The referendum on the U.K.’s EU membership may have been held in 2016, but the wounds it inflicted are only deepening, with Brits seemingly torn between obsession and avoidance when it comes to decisions about next steps on their EU membership, which began in 1973.

Like an oppressive black cloud that never lifts, Brexit is always there. The Tories keep reporters busy producing daily, in-depth coverage of the proroguing of Parliament in early September – widely condemned as an effort to ram through economically disastrous “no-deal Brexit” legislation by the end of October.

Incredibly, the prorogation issue continues to provoke inflamed responses from all sides, even though the prorogation itself has been ruled unlawful by the U.K. Supreme Court. MPs are departing the Conservative Party in droves, too disgusted by Prime Minister Boris Johnson’s conduct on various fronts to carry on.

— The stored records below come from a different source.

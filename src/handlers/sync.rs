//! `POST /sync?limit=` (§4.11/§4.12): ship health rows inserted since the
//! last successful sync to `remote_sync_url`, advancing the persisted
//! watermark only on success.

use axum::extract::{Query, State};
use axum::Json;
use serde::{Deserialize, Serialize};

use crate::auth::AuthenticatedUser;
use crate::error::PiwError;
use crate::persistence::queries;
use crate::{remote_sync, AppState};

#[derive(Debug, Deserialize)]
pub struct SyncQuery {
    #[allow(dead_code)]
    pub limit: Option<i64>,
}

#[derive(Debug, Serialize)]
pub struct SyncResult {
    pub watermark: String,
}

pub async fn sync(
    State(state): State<AppState>,
    _auth: AuthenticatedUser,
    Query(_query): Query<SyncQuery>,
) -> Result<Json<SyncResult>, PiwError> {
    let config = state.config.lock().await;
    let url = config.remote_sync_url.clone().ok_or_else(|| PiwError::Config("remote_sync_url is not configured".into()))?;
    let token = config.remote_sync_token.clone();
    drop(config);

    let conn = state.pool.get_reader().await;
    let watermark = state.query_metrics.timed("get_sync_watermark", || queries::get_sync_watermark(&conn))?;
    drop(conn);

    let reader = state.pool.get_reader().await;
    let new_watermark =
        remote_sync::sync_new_records(&state.http_client, &reader, &url, &watermark, token.as_deref()).await?;
    drop(reader);

    let conn = state.pool.get_writer().await;
    state.query_metrics.timed("set_sync_watermark", || queries::set_sync_watermark(&conn, &new_watermark))?;

    Ok(Json(SyncResult { watermark: new_watermark }))
}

And, if you haven’t heard a televised screaming match in a while and wonder what one sounds like, just turn on the tube; you’ll find many to choose from, disguised as conversations among panellists of so-called “Brexit experts.”

Many now say that, whatever the result of the next general election (expected within a few months) and whether or not the country remains in the EU, the U.K. will never be the same. There is much speculation, for example, that there will be fresh impetus for Scotland’s independence.

The Scottish National Party, which has ruled Scotland’s Parliament since 2007 and is committed to separation from the U.K., states it wants both a U.K. election, in which the party is likely to pick up more seats, and another referendum on independence. (The first, in 2014, led to a narrow victory for those opposed to separation.)

Party leader and Scottish First Minister Nicola Sturgeon appears to believe that the solid majority (62%) of Scots who voted to stay in the EU in 2016 have been so alienated by the antics in Westminster over the past three years that they will vote to end the 300-year-old union with the rest of the U.K. and join the EU as an independent state.

The situation – often described as the U.K.’s worst crisis since the Second World War – would be laughable if it wasn’t so tragic. The rumpled, unfocused but crowd-pleasing Johnson is constantly called out for deceitful bluster, while the Opposition leader, Labour’s Jeremy Corbyn, is unfairly targeted as a demented fool who espouses communism.

Says one Edinburgh-born observer of U.K. politics: “Elections have become irrelevant in the U.K. Our style of democracy doesn’t work anymore. It’s over. The candidate may be a proven liar, but people will vote for [him] anyway because [he is] funny.”